Task prompt ->
Write the entries out again. Each one must match exactly.

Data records
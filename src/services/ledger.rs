//! Wallet ledger service: the only writer of balance changes.

use crate::domain::{EntryReason, LedgerEntry, NewLedgerEntry, WalletAccount};
use crate::metrics;
use crate::ports::{AppendOutcome, LedgerStore, RepositoryError};
use chrono::{DateTime, Utc};
use serde::{Deserialize, Serialize};
use std::sync::Arc;
use tracing::{debug, info, warn};
use utoipa::ToSchema;
use uuid::Uuid;

#[derive(Debug, thiserror::Error)]
pub enum LedgerError {
    /// The idempotency key is already recorded. Carries the original entry; callers
    /// retrying an operation treat this as success.
    #[error("Duplicate ledger entry for key {}", .0.idempotency_key)]
    DuplicateEntry(LedgerEntry),
    #[error("Insufficient balance: available {available}, requested {requested}")]
    InsufficientBalance { available: i64, requested: i64 },
    #[error("Invalid amount: {0}")]
    InvalidAmount(i64),
    #[error("Crediting {amount} would overflow wallet {wallet_id} (balance {balance})")]
    BalanceOverflow {
        wallet_id: Uuid,
        balance: i64,
        amount: i64,
    },
    #[error(transparent)]
    Repository(#[from] RepositoryError),
}

#[derive(Debug, Clone, Serialize, Deserialize, ToSchema)]
pub struct BalanceDiscrepancy {
    pub wallet_id: Uuid,
    pub owner_id: String,
    pub currency: String,
    pub cached_balance_cents: Option<i64>,
    pub computed_balance_cents: i64,
}

#[derive(Debug, Clone, Serialize, Deserialize, ToSchema)]
pub struct LedgerAuditReport {
    pub generated_at: DateTime<Utc>,
    pub wallets_checked: usize,
    pub discrepancies: Vec<BalanceDiscrepancy>,
}

impl LedgerAuditReport {
    pub fn is_clean(&self) -> bool {
        self.discrepancies.is_empty()
    }
}

#[derive(Clone)]
pub struct Ledger {
    store: Arc<dyn LedgerStore>,
}

impl Ledger {
    pub fn new(store: Arc<dyn LedgerStore>) -> Self {
        Self { store }
    }

    /// Get-or-create; accounts come into existence on the first balance-affecting event.
    pub async fn open_account(
        &self,
        owner_id: &str,
        currency: &str,
    ) -> Result<WalletAccount, LedgerError> {
        Ok(self.store.get_or_create_account(owner_id, currency).await?)
    }

    pub async fn find_account(
        &self,
        owner_id: &str,
        currency: &str,
    ) -> Result<Option<WalletAccount>, LedgerError> {
        Ok(self.store.find_account(owner_id, currency).await?)
    }

    pub async fn credit(
        &self,
        wallet_id: Uuid,
        amount_cents: i64,
        reason: EntryReason,
        idempotency_key: &str,
        related_payment_intent_id: Option<Uuid>,
    ) -> Result<LedgerEntry, LedgerError> {
        self.append(
            wallet_id,
            amount_cents,
            amount_cents,
            reason,
            idempotency_key,
            related_payment_intent_id,
        )
        .await
    }

    pub async fn debit(
        &self,
        wallet_id: Uuid,
        amount_cents: i64,
        reason: EntryReason,
        idempotency_key: &str,
        related_payment_intent_id: Option<Uuid>,
    ) -> Result<LedgerEntry, LedgerError> {
        self.append(
            wallet_id,
            amount_cents,
            -amount_cents,
            reason,
            idempotency_key,
            related_payment_intent_id,
        )
        .await
    }

    async fn append(
        &self,
        wallet_id: Uuid,
        amount_cents: i64,
        signed_amount_cents: i64,
        reason: EntryReason,
        idempotency_key: &str,
        related_payment_intent_id: Option<Uuid>,
    ) -> Result<LedgerEntry, LedgerError> {
        if amount_cents <= 0 {
            return Err(LedgerError::InvalidAmount(amount_cents));
        }

        let outcome = self
            .store
            .append(NewLedgerEntry {
                wallet_account_id: wallet_id,
                signed_amount_cents,
                reason,
                related_payment_intent_id,
                idempotency_key: idempotency_key.to_string(),
            })
            .await?;

        match outcome {
            AppendOutcome::Appended(entry) => {
                metrics::record_ledger_entry(reason);
                info!(
                    wallet_id = %wallet_id,
                    amount_cents = signed_amount_cents,
                    reason = %reason,
                    idempotency_key = %idempotency_key,
                    balance_after = entry.balance_after_cents,
                    "Ledger entry appended"
                );
                Ok(entry)
            }
            AppendOutcome::Duplicate(existing) => {
                debug!(
                    wallet_id = %wallet_id,
                    idempotency_key = %idempotency_key,
                    "Ledger entry already recorded"
                );
                Err(LedgerError::DuplicateEntry(existing))
            }
            AppendOutcome::InsufficientBalance { available } => {
                Err(LedgerError::InsufficientBalance {
                    available,
                    requested: amount_cents,
                })
            }
            AppendOutcome::BalanceOverflow { balance } => {
                warn!(
                    wallet_id = %wallet_id,
                    balance,
                    amount_cents,
                    idempotency_key = %idempotency_key,
                    "Ledger entry refused, balance would overflow"
                );
                Err(LedgerError::BalanceOverflow {
                    wallet_id,
                    balance,
                    amount: amount_cents,
                })
            }
        }
    }

    /// Current balance. Served from the materialized running balance; on a cache
    /// miss it is recomputed from the entries.
    pub async fn balance(&self, wallet_id: Uuid) -> Result<i64, LedgerError> {
        match self.store.cached_balance(wallet_id).await? {
            Some(balance) => Ok(balance),
            None => self.recompute_balance(wallet_id).await,
        }
    }

    pub async fn recompute_balance(&self, wallet_id: Uuid) -> Result<i64, LedgerError> {
        Ok(self.store.sum_entries(wallet_id).await?)
    }

    /// Zero for owners who never had a balance-affecting event.
    pub async fn balance_for_owner(&self, owner_id: &str, currency: &str) -> Result<i64, LedgerError> {
        match self.store.find_account(owner_id, currency).await? {
            Some(account) => self.balance(account.id).await,
            None => Ok(0),
        }
    }

    pub async fn entries(
        &self,
        wallet_id: Uuid,
        limit: i64,
        offset: i64,
    ) -> Result<Vec<LedgerEntry>, LedgerError> {
        Ok(self.store.list_entries(wallet_id, limit, offset).await?)
    }

    pub async fn find_entry(&self, idempotency_key: &str) -> Result<Option<LedgerEntry>, LedgerError> {
        Ok(self.store.find_by_key(idempotency_key).await?)
    }

    /// Compares every wallet's materialized balance with the sum of its entries.
    pub async fn audit(&self) -> Result<LedgerAuditReport, LedgerError> {
        let accounts = self.store.list_accounts().await?;
        info!("Auditing {} wallet(s)", accounts.len());

        let mut discrepancies = Vec::new();
        for account in &accounts {
            let cached = self.store.cached_balance(account.id).await?;
            let computed = self.store.sum_entries(account.id).await?;

            if cached != Some(computed) || computed < 0 {
                warn!(
                    wallet_id = %account.id,
                    cached = ?cached,
                    computed,
                    "Wallet balance discrepancy"
                );
                discrepancies.push(BalanceDiscrepancy {
                    wallet_id: account.id,
                    owner_id: account.owner_id.clone(),
                    currency: account.currency.clone(),
                    cached_balance_cents: cached,
                    computed_balance_cents: computed,
                });
            }
        }

        Ok(LedgerAuditReport {
            generated_at: Utc::now(),
            wallets_checked: accounts.len(),
            discrepancies,
        })
    }
}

Result ->
filename src/services/ledger.rs
//! Wallet ledger service: the only writer of balance changes.

use crate::domain::{EntryReason, LedgerEntry, NewLedgerEntry, WalletAccount};
use crate::metrics;
use crate::ports::{AppendOutcome, LedgerStore, RepositoryError};
use chrono::{DateTime, Utc};
use serde::{Deserialize, Serialize};
use std::sync::Arc;
use tracing::{debug, info, warn};
use utoipa::ToSchema;
use uuid::Uuid;

#[derive(Debug, thiserror::Error)]
pub enum LedgerError {
    /// The idempotency key is already recorded. Carries the original entry; callers
    /// retrying an operation treat this as success.
    #[error("Duplicate ledger entry for key {}", .0.idempotency_key)]
    DuplicateEntry(LedgerEntry),
    #[error("Insufficient balance: available {available}, requested {requested}")]
    InsufficientBalance { available: i64, requested: i64 },
    #[error("Invalid amount: {0}")]
    InvalidAmount(i64),
    #[error("Crediting {amount} would overflow wallet {wallet_id} (balance {balance})")]
    BalanceOverflow {
        wallet_id: Uuid,
        balance: i64,
        amount: i64,
    },
    #[error(transparent)]
    Repository(#[from] RepositoryError),
}

#[derive(Debug, Clone, Serialize, Deserialize, ToSchema)]
pub struct BalanceDiscrepancy {
    pub wallet_id: Uuid,
    pub owner_id: String,
    pub currency: String,
    pub cached_balance_cents: Option<i64>,
    pub computed_balance_cents: i64,
}

#[derive(Debug, Clone, Serialize, Deserialize, ToSchema)]
pub struct LedgerAuditReport {
    pub generated_at: DateTime<Utc>,
    pub wallets_checked: usize,
    pub discrepancies: Vec<BalanceDiscrepancy>,
}

impl LedgerAuditReport {
    pub fn is_clean(&self) -> bool {
        self.discrepancies.is_empty()
    }
}

#[derive(Clone)]
pub struct Ledger {
    store: Arc<dyn LedgerStore>,
}

impl Ledger {
    pub fn new(store: Arc<dyn LedgerStore>) -> Self {
        Self { store }
    }

    /// Get-or-create; accounts come into existence on the first balance-affecting event.
    pub async fn open_account(
        &self,
        owner_id: &str,
        currency: &str,
    ) -> Result<WalletAccount, LedgerError> {
        Ok(self.store.get_or_create_account(owner_id, currency).await?)
    }

    pub async fn find_account(
        &self,
        owner_id: &str,
        currency: &str,
    ) -> Result<Option<WalletAccount>, LedgerError> {
        Ok(self.store.find_account(owner_id, currency).await?)
    }

    pub async fn credit(
        &self,
        wallet_id: Uuid,
        amount_cents: i64,
        reason: EntryReason,
        idempotency_key: &str,
        related_payment_intent_id: Option<Uuid>,
    ) -> Result<LedgerEntry, LedgerError> {
        self.append(
            wallet_id,
            amount_cents,
            amount_cents,
            reason,
            idempotency_key,
            related_payment_intent_id,
        )
        .await
    }

    pub async fn debit(
        &self,
        wallet_id: Uuid,
        amount_cents: i64,
        reason: EntryReason,
        idempotency_key: &str,
        related_payment_intent_id: Option<Uuid>,
    ) -> Result<LedgerEntry, LedgerError> {
        self.append(
            wallet_id,
            amount_cents,
            -amount_cents,
            reason,
            idempotency_key,
            related_payment_intent_id,
        )
        .await
    }

    async fn append(
        &self,
        wallet_id: Uuid,
        amount_cents: i64,
        signed_amount_cents: i64,
        reason: EntryReason,
        idempotency_key: &str,
        related_payment_intent_id: Option<Uuid>,
    ) -> Result<LedgerEntry, LedgerError> {
        if amount_cents <= 0 {
            return Err(LedgerError::InvalidAmount(amount_cents));
        }

        let outcome = self
            .store
            .append(NewLedgerEntry {
                wallet_account_id: wallet_id,
                signed_amount_cents,
                reason,
                related_payment_intent_id,
                idempotency_key: idempotency_key.to_string(),
            })
            .await?;

        match outcome {
            AppendOutcome::Appended(entry) => {
                metrics::record_ledger_entry(reason);
                info!(
                    wallet_id = %wallet_id,
                    amount_cents = signed_amount_cents,
                    reason = %reason,
                    idempotency_key = %idempotency_key,
                    balance_after = entry.balance_after_cents,
                    "Ledger entry appended"
                );
                Ok(entry)
            }
            AppendOutcome::Duplicate(existing) => {
                debug!(
                    wallet_id = %wallet_id,
                    idempotency_key = %idempotency_key,
                    "Ledger entry already recorded"
                );
                Err(LedgerError::DuplicateEntry(existing))
            }
            AppendOutcome::InsufficientBalance { available } => {
                Err(LedgerError::InsufficientBalance {
                    available,
                    requested: amount_cents,
                })
            }
            AppendOutcome::BalanceOverflow { balance } => {
                warn!(
                    wallet_id = %wallet_id,
                    balance,
                    amount_cents,
                    idempotency_key = %idempotency_key,
                    "Ledger entry refused, balance would overflow"
                );
                Err(LedgerError::BalanceOverflow {
                    wallet_id,
                    balance,
                    amount: amount_cents,
                })
            }
        }
    }

    /// Current balance. Served from the materialized running balance; on a cache
    /// miss it is recomputed from the entries.
    pub async fn balance(&self, wallet_id: Uuid) -> Result<i64, LedgerError> {
        match self.store.cached_balance(wallet_id).await? {
            Some(balance) => Ok(balance),
            None => self.recompute_balance(wallet_id).await,
        }
    }

    pub async fn recompute_balance(&self, wallet_id: Uuid) -> Result<i64, LedgerError> {
        Ok(self.store.sum_entries(wallet_id).await?)
    }

    /// Zero for owners who never had a balance-affecting event.
    pub async fn balance_for_owner(&self, owner_id: &str, currency: &str) -> Result<i64, LedgerError> {
        match self.store.find_account(owner_id, currency).await? {
            Some(account) => self.balance(account.id).await,
            None => Ok(0),
        }
    }

    pub async fn entries(
        &self,
        wallet_id: Uuid,
        limit: i64,
        offset: i64,
    ) -> Result<Vec<LedgerEntry>, LedgerError> {
        Ok(self.store.list_entries(wallet_id, limit, offset).await?)
    }

    pub async fn find_entry(&self, idempotency_key: &str) -> Result<Option<LedgerEntry>, LedgerError> {
        Ok(self.store.find_by_key(idempotency_key).await?)
    }

    /// Compares every wallet's materialized balance with the sum of its entries.
    pub async fn audit(&self) -> Result<LedgerAuditReport, LedgerError> {
        let accounts = self.store.list_accounts().await?;
        info!("Auditing {} wallet(s)", accounts.len());

        let mut discrepancies = Vec::new();
        for account in &accounts {
            let cached = self.store.cached_balance(account.id).await?;
            let computed = self.store.sum_entries(account.id).await?;

            if cached != Some(computed) || computed < 0 {
                warn!(
                    wallet_id = %account.id,
                    cached = ?cached,
                    computed,
                    "Wallet balance discrepancy"
                );
                discrepancies.push(BalanceDiscrepancy {
                    wallet_id: account.id,
                    owner_id: account.owner_id.clone(),
                    currency: account.currency.clone(),
                    cached_balance_cents: cached,
                    computed_balance_cents: computed,
                });
            }
        }

        Ok(LedgerAuditReport {
            generated_at: Utc::now(),
            wallets_checked: accounts.len(),
            discrepancies,
        })
    }
}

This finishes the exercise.